**Task description:**
Set down exactly, from the records below, the line with "use crate::config::Config;" through the line with "let user_setting_service = UserSettingService::new();", and nothing else.

**Task material:**
══════════════════════════════

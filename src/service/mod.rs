use std::sync::Arc;

use typemap_rev::TypeMap;

use nintendo_network::{AccountServerClient, NintendoNetworkService};
use setting::SettingService;
use timezone::{ChronoTzResolver, TimezoneService};
use user_setting::UserSettingService;

use crate::config::Config;
use crate::database::SettingsSnapshot;

pub mod nintendo_network;
pub mod setting;
pub mod store;
pub mod timezone;
pub mod user_setting;

pub type Services = TypeMap;

pub fn create_services(config: Arc<Config>) -> anyhow::Result<Services> {
    let setting_service = SettingService::new(config.default_prefix.clone());
    let user_setting_service = UserSettingService::new();
    let timezone_service = TimezoneService::new(Box::new(ChronoTzResolver));
    let nintendo_network_service =
        NintendoNetworkService::new(Box::new(AccountServerClient::new(&config)?));

    let mut services = Services::new();
    services.insert::<SettingService>(setting_service);
    services.insert::<UserSettingService>(user_setting_service);
    services.insert::<TimezoneService>(timezone_service);
    services.insert::<NintendoNetworkService>(nintendo_network_service);

    Ok(services)
}

pub async fn restore_snapshot(services: &Services, snapshot: SettingsSnapshot) -> anyhow::Result<()> {
    let (Some(setting_service), Some(user_setting_service)) = (
        services.get::<SettingService>(),
        services.get::<UserSettingService>(),
    ) else {
        anyhow::bail!("couldn't get settings services!");
    };

    setting_service.restore_settings(snapshot.guilds).await;
    user_setting_service.restore_settings(snapshot.users).await;

    Ok(())
}

pub async fn take_snapshot(services: &Services) -> anyhow::Result<SettingsSnapshot> {
    let (Some(setting_service), Some(user_setting_service)) = (
        services.get::<SettingService>(),
        services.get::<UserSettingService>(),
    ) else {
        anyhow::bail!("couldn't get settings services!");
    };

    Ok(SettingsSnapshot {
        guilds: setting_service.all_settings().await,
        users: user_setting_service.all_settings().await,
    })
}
use async_trait::async_trait;
use chrono::Utc;
use chrono_tz::Tz;
use typemap_rev::TypeMapKey;

impl TypeMapKey for TimezoneService {
    type Value = TimezoneService;
}

/// Resolves timezone names against a timezone database.
#[async_trait]
pub trait TimezoneResolver {
    async fn resolve(&self, name: &str) -> Option<Tz>;
}

/// Resolver backed by the IANA database compiled into `chrono-tz`.
pub struct ChronoTzResolver;

#[async_trait]
impl TimezoneResolver for ChronoTzResolver {
    async fn resolve(&self, name: &str) -> Option<Tz> {
        name.parse::<Tz>().ok()
    }
}

pub struct TimezoneService {
    resolver: Box<dyn TimezoneResolver + Send + Sync>,
}

impl TimezoneService {
    pub fn new(resolver: Box<dyn TimezoneResolver + Send + Sync>) -> TimezoneService {
        TimezoneService { resolver }
    }

    pub async fn resolve(&self, name: &str) -> Option<Tz> {
        self.resolver.resolve(name).await
    }

    pub fn current_time(timezone: Tz) -> String {
        Utc::now()
            .with_timezone(&timezone)
            .format("%Y-%m-%d %H:%M:%S %Z (%:z)")
            .to_string()
    }
}

#[cfg(test)]
mod tests {
    use super::*;

    #[tokio::test]
    async fn resolves_iana_names() {
        let service = TimezoneService::new(Box::new(ChronoTzResolver));
        assert_eq!(
            service.resolve("America/New_York").await,
            Some(Tz::America__New_York)
        );
        assert_eq!(service.resolve("Mars/Olympus_Mons").await, None);
        assert_eq!(service.resolve("").await, None);
    }

    #[test]
    fn current_time_carries_offset() {
        let formatted = TimezoneService::current_time(Tz::UTC);
        assert!(formatted.ends_with("UTC (+00:00)"));
    }
}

══════════════════════════════

**Problem solution:**
use crate::config::Config;
use crate::database::SettingsSnapshot;

pub mod nintendo_network;
pub mod setting;
pub mod store;
pub mod timezone;
pub mod user_setting;

pub type Services = TypeMap;

pub fn create_services(config: Arc<Config>) -> anyhow::Result<Services> {
    let setting_service = SettingService::new(config.default_prefix.clone());
    let user_setting_service = UserSettingService::new();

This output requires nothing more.